━━ Dataset records
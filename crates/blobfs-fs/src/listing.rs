//! Directory listing codec.
//!
//! A directory's payload is UTF-8 text with one child name per line. Readers
//! accept `\n` and `\r\n` line endings and skip empty lines; writers emit one
//! `\n`-terminated line per name.

/// Decode a listing payload into child names, in stored order.
///
/// Invalid UTF-8 is replaced rather than rejected. Duplicate lines are kept;
/// de-duplication happens when the listing is rewritten.
pub fn parse_listing(payload: &[u8]) -> Vec<String> {
    String::from_utf8_lossy(payload)
        .split('\n')
        .map(|line| line.strip_suffix('\r').unwrap_or(line))
        .filter(|line| !line.is_empty())
        .map(str::to_string)
        .collect()
}

/// Whether `name` survives a round trip through a listing.
///
/// A line break inside a name would split it into several listed names that
/// no later removal could match.
pub fn is_listable_name(name: &str) -> bool {
    !name.is_empty() && !name.contains(['\n', '\r'])
}

/// Encode child names as a listing payload.
pub fn encode_listing(names: &ChildNames) -> Vec<u8> {
    let mut payload = Vec::with_capacity(names.iter().map(|n| n.len() + 1).sum());
    for name in names.iter() {
        payload.extend_from_slice(name.as_bytes());
        payload.push(b'\n');
    }
    payload
}

/// The set of child names of one directory, in insertion order.
///
/// Insertion order keeps rewritten listings deterministic: existing names
/// stay where they were and new names go to the end.
#[derive(Clone, Debug, Default, PartialEq, Eq)]
pub struct ChildNames {
    names: Vec<String>,
}

impl ChildNames {
    pub fn new() -> Self {
        Self::default()
    }

    /// Build a set from names, dropping duplicates after the first.
    pub fn from_names<I, S>(names: I) -> Self
    where
        I: IntoIterator<Item = S>,
        S: Into<String>,
    {
        let mut set = Self::new();
        for name in names {
            set.insert(name.into());
        }
        set
    }

    /// Add `name`. Returns `true` if the set changed.
    pub fn insert(&mut self, name: impl Into<String>) -> bool {
        let name = name.into();
        if self.contains(&name) {
            return false;
        }
        self.names.push(name);
        true
    }

    /// Remove `name`. Returns `true` if the set changed.
    pub fn remove(&mut self, name: &str) -> bool {
        let before = self.names.len();
        self.names.retain(|n| n != name);
        self.names.len() != before
    }

    pub fn contains(&self, name: &str) -> bool {
        self.names.iter().any(|n| n == name)
    }

    pub fn len(&self) -> usize {
        self.names.len()
    }

    pub fn is_empty(&self) -> bool {
        self.names.is_empty()
    }

    pub fn iter(&self) -> impl Iterator<Item = &String> {
        self.names.iter()
    }

    pub fn into_vec(self) -> Vec<String> {
        self.names
    }
}
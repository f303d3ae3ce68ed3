use std::path::PathBuf;

use clap::{Args, Parser, Subcommand};

#[derive(Parser)]
#[command(
    name = "blobfs",
    about = "Browse and edit a directory tree stored in a flat blob store",
    version,
)]
pub struct Cli {
    #[command(subcommand)]
    pub command: Command,

    /// TOML config file
    #[arg(long, global = true)]
    pub config: Option<PathBuf>,

    /// Store records under this directory (overrides the configured backend)
    #[arg(long, global = true)]
    pub root: Option<PathBuf>,

    #[arg(short, long, global = true)]
    pub verbose: bool,

    #[arg(long, global = true, default_value = "text")]
    pub format: OutputFormat,
}

#[derive(Clone, Copy, Debug, PartialEq, Eq, clap::ValueEnum)]
pub enum OutputFormat {
    Text,
    Json,
}

#[derive(Subcommand)]
pub enum Command {
    /// Show whether a path exists, its type and its size
    Stat(TargetArgs),
    /// List the children of a directory
    Ls(TargetArgs),
    /// Create a directory
    Mkdir(MkdirArgs),
    /// Write a file from FILE or stdin
    Put(PutArgs),
    /// Print a file to stdout
    Cat(TargetArgs),
    /// Delete a file or directory
    Rm(TargetArgs),
}

/// A locator (`blobfs://host:port/a/b`) or an absolute path on the default
/// endpoint (`/a/b`).
#[derive(Args)]
pub struct TargetArgs {
    pub target: String,
}

#[derive(Args)]
pub struct MkdirArgs {
    pub target: String,
    /// Fail if the parent directory does not exist
    #[arg(long)]
    pub shallow: bool,
}

#[derive(Args)]
pub struct PutArgs {
    pub target: String,
    /// Local file to upload; stdin when omitted
    pub file: Option<PathBuf>,
}

#[cfg(test)]
mod tests {
    use super::*;

    #[test]
    fn parse_stat() {
        let cli = Cli::try_parse_from(["blobfs", "stat", "/a"]).unwrap();
        if let Command::Stat(args) = cli.command {
            assert_eq!(args.target, "/a");
        } else { panic!("wrong command"); }
        assert_eq!(cli.format, OutputFormat::Text);
        assert!(!cli.verbose);
    }

    #[test]
    fn parse_mkdir_shallow() {
        let cli = Cli::try_parse_from(["blobfs", "mkdir", "--shallow", "blobfs://h/x"]).unwrap();
        if let Command::Mkdir(args) = cli.command {
            assert!(args.shallow);
            assert_eq!(args.target, "blobfs://h/x");
        } else { panic!("wrong command"); }
    }

    #[test]
    fn parse_put_without_file() {
        let cli = Cli::try_parse_from(["blobfs", "put", "/f"]).unwrap();
        if let Command::Put(args) = cli.command {
            assert!(args.file.is_none());
        } else { panic!("wrong command"); }
    }

    #[test]
    fn parse_global_flags_after_command() {
        let cli = Cli::try_parse_from([
            "blobfs", "ls", "/", "--format", "json", "-v", "--root", "/tmp/x",
        ])
        .unwrap();
        assert_eq!(cli.format, OutputFormat::Json);
        assert!(cli.verbose);
        assert_eq!(cli.root, Some(PathBuf::from("/tmp/x")));
        assert!(matches!(cli.command, Command::Ls(_)));
    }

    #[test]
    fn missing_target_is_rejected() {
        assert!(Cli::try_parse_from(["blobfs", "cat"]).is_err());
    }
}
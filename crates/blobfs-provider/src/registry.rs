use std::collections::HashMap;
use std::sync::{Arc, Mutex};

use blobfs_fs::StoreHandle;
use blobfs_store::{StoreError, StoreResult};
use tracing::{info, trace, warn};

use crate::connector::StoreConnector;
use crate::endpoint::Endpoint;

/// One shared connection per endpoint, for the lifetime of the registry.
///
/// The first [`handle`](Self::handle) call for an endpoint connects and
/// records the result; later calls get a clone of the same
/// [`StoreHandle`], so every file store on that endpoint shares one store
/// and one set of listing locks. [`shutdown`](Self::shutdown) closes all
/// connections and refuses new ones.
pub struct StoreRegistry {
    connector: Arc<dyn StoreConnector>,
    /// `None` once shut down.
    stores: Mutex<Option<HashMap<Endpoint, StoreHandle>>>,
}

impl StoreRegistry {
    pub fn new(connector: Arc<dyn StoreConnector>) -> Self {
        Self {
            connector,
            stores: Mutex::new(Some(HashMap::new())),
        }
    }

    /// The handle for `endpoint`, connecting on first use.
    ///
    /// Connecting happens under the registry lock, so concurrent first
    /// resolutions of one endpoint still produce a single connection.
    pub fn handle(&self, endpoint: &Endpoint) -> StoreResult<StoreHandle> {
        let mut guard = self.stores.lock().expect("lock poisoned");
        let stores = guard
            .as_mut()
            .ok_or_else(|| StoreError::unavailable(endpoint.to_string(), "registry is shut down"))?;

        if let Some(handle) = stores.get(endpoint) {
            trace!(%endpoint, "reusing connection");
            return Ok(handle.clone());
        }

        let store = self.connector.connect(endpoint)?;
        info!(%endpoint, store = %store.describe(), "connected");
        let handle = StoreHandle::new(store);
        stores.insert(endpoint.clone(), handle.clone());
        Ok(handle)
    }

    /// Number of open connections.
    pub fn len(&self) -> usize {
        self.stores
            .lock()
            .expect("lock poisoned")
            .as_ref()
            .map_or(0, HashMap::len)
    }

    pub fn is_empty(&self) -> bool {
        self.len() == 0
    }

    pub fn is_shut_down(&self) -> bool {
        self.stores.lock().expect("lock poisoned").is_none()
    }

    /// Close every connection and stop accepting new ones.
    ///
    /// Returns the number of connections that were open. Close failures are
    /// logged and do not stop the remaining closes. Calling this again is a
    /// no-op returning 0.
    pub fn shutdown(&self) -> usize {
        let Some(stores) = self.stores.lock().expect("lock poisoned").take() else {
            return 0;
        };
        for (endpoint, handle) in &stores {
            if let Err(e) = handle.store().close() {
                warn!(%endpoint, error = %e, "failed to close store");
            }
        }
        info!(connections = stores.len(), "store registry shut down");
        stores.len()
    }
}

impl std::fmt::Debug for StoreRegistry {
    fn fmt(&self, f: &mut std::fmt::Formatter<'_>) -> std::fmt::Result {
        f.debug_struct("StoreRegistry")
            .field("connections", &self.len())
            .field("shut_down", &self.is_shut_down())
            .finish()
    }
}

#[cfg(test)]
mod tests {
    use std::sync::atomic::{AtomicUsize, Ordering};
    use std::thread;

    use blobfs_store::{InMemoryPathStore, PathStore};

    use super::*;

    /// Counts connections and hands out in-memory stores.
    #[derive(Default)]
    struct CountingConnector {
        connects: AtomicUsize,
    }

    impl StoreConnector for CountingConnector {
        fn connect(&self, _endpoint: &Endpoint) -> StoreResult<Arc<dyn PathStore>> {
            self.connects.fetch_add(1, Ordering::SeqCst);
            Ok(Arc::new(InMemoryPathStore::new()))
        }
    }

    struct FailingConnector;

    impl StoreConnector for FailingConnector {
        fn connect(&self, endpoint: &Endpoint) -> StoreResult<Arc<dyn PathStore>> {
            Err(StoreError::unavailable(endpoint.to_string(), "unknown host"))
        }
    }

    #[test]
    fn same_endpoint_reuses_connection() {
        let connector = Arc::new(CountingConnector::default());
        let registry = StoreRegistry::new(connector.clone());
        let endpoint = Endpoint::new("h", 1);

        let a = registry.handle(&endpoint).unwrap();
        let b = registry.handle(&endpoint).unwrap();
        assert!(Arc::ptr_eq(a.store(), b.store()));
        assert_eq!(connector.connects.load(Ordering::SeqCst), 1);
        assert_eq!(registry.len(), 1);
    }

    #[test]
    fn distinct_endpoints_get_distinct_connections() {
        let registry = StoreRegistry::new(Arc::new(CountingConnector::default()));
        let a = registry.handle(&Endpoint::new("h", 1)).unwrap();
        let b = registry.handle(&Endpoint::new("h", 2)).unwrap();
        assert!(!Arc::ptr_eq(a.store(), b.store()));
        assert_eq!(registry.len(), 2);
    }

    #[test]
    fn concurrent_first_use_connects_once() {
        let connector = Arc::new(CountingConnector::default());
        let registry = Arc::new(StoreRegistry::new(connector.clone()));

        let threads: Vec<_> = (0..8)
            .map(|_| {
                let registry = Arc::clone(&registry);
                thread::spawn(move || registry.handle(&Endpoint::new("h", 1)).unwrap())
            })
            .collect();
        for t in threads {
            t.join().expect("thread should not panic");
        }
        assert_eq!(connector.connects.load(Ordering::SeqCst), 1);
    }

    #[test]
    fn failed_connect_is_not_recorded() {
        let registry = StoreRegistry::new(Arc::new(FailingConnector));
        let err = registry.handle(&Endpoint::new("nowhere", 1)).unwrap_err();
        assert!(matches!(err, StoreError::Unavailable { .. }));
        assert!(registry.is_empty());
    }

    #[test]
    fn shutdown_closes_and_refuses() {
        let tmp = tempfile::tempdir().unwrap();
        let registry = StoreRegistry::new(Arc::new(crate::DirectoryConnector::new(tmp.path())));
        let handle = registry.handle(&Endpoint::new("h", 1)).unwrap();
        registry.handle(&Endpoint::new("h", 2)).unwrap();

        assert_eq!(registry.shutdown(), 2);
        assert!(registry.is_shut_down());
        assert!(registry.is_empty());
        assert!(handle.store().find("/").is_err());
        assert!(registry.handle(&Endpoint::new("h", 1)).is_err());
        assert_eq!(registry.shutdown(), 0);
    }
}
//! Flat, path-keyed blob storage for BlobFS.
//!
//! This crate is the only layer that talks to the underlying blob store. It
//! knows nothing about directories beyond an `isDirectory` metadata flag: each
//! [`PathEntry`] is one record keyed by its full path string, carrying a byte
//! payload and a small metadata map.
//!
//! # Storage Backends
//!
//! All backends implement the [`PathStore`] trait:
//!
//! - [`InMemoryPathStore`] -- `HashMap`-based store for tests and embedding
//! - [`DirectoryPathStore`] -- one CRC-framed record file per entry on disk
//! - [`NullPathStore`] -- stores nothing; stands in for unreachable stores
//!
//! # Design Rules
//!
//! 1. There is no update-in-place. Replacing an entry is `remove` followed by
//!    a fresh `insert`.
//! 2. `insert` over an occupied key replaces the old entry and logs a
//!    warning. Callers remove stale entries first.
//! 3. An entry written through an [`EntryWriter`] exists only once the writer
//!    is closed. A dropped writer stores nothing.
//! 4. Backend failures surface as [`StoreError::Unavailable`] or
//!    [`StoreError::Io`] and are never retried here.

pub mod directory;
pub mod entry;
pub mod error;
pub mod memory;
pub mod null;
pub mod stream;
pub mod traits;

// Re-export primary types at crate root for ergonomic imports.
pub use directory::DirectoryPathStore;
pub use entry::{EntryMetadata, PathEntry, PendingEntry};
pub use error::{StoreError, StoreResult};
pub use memory::InMemoryPathStore;
pub use null::NullPathStore;
pub use stream::{open_write, EntryWriter};
pub use traits::PathStore;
━━━━
● **What needs to be done**: Your answer should be a single number: how many lines of the material contain the word "derive".

● **Answer space**: 8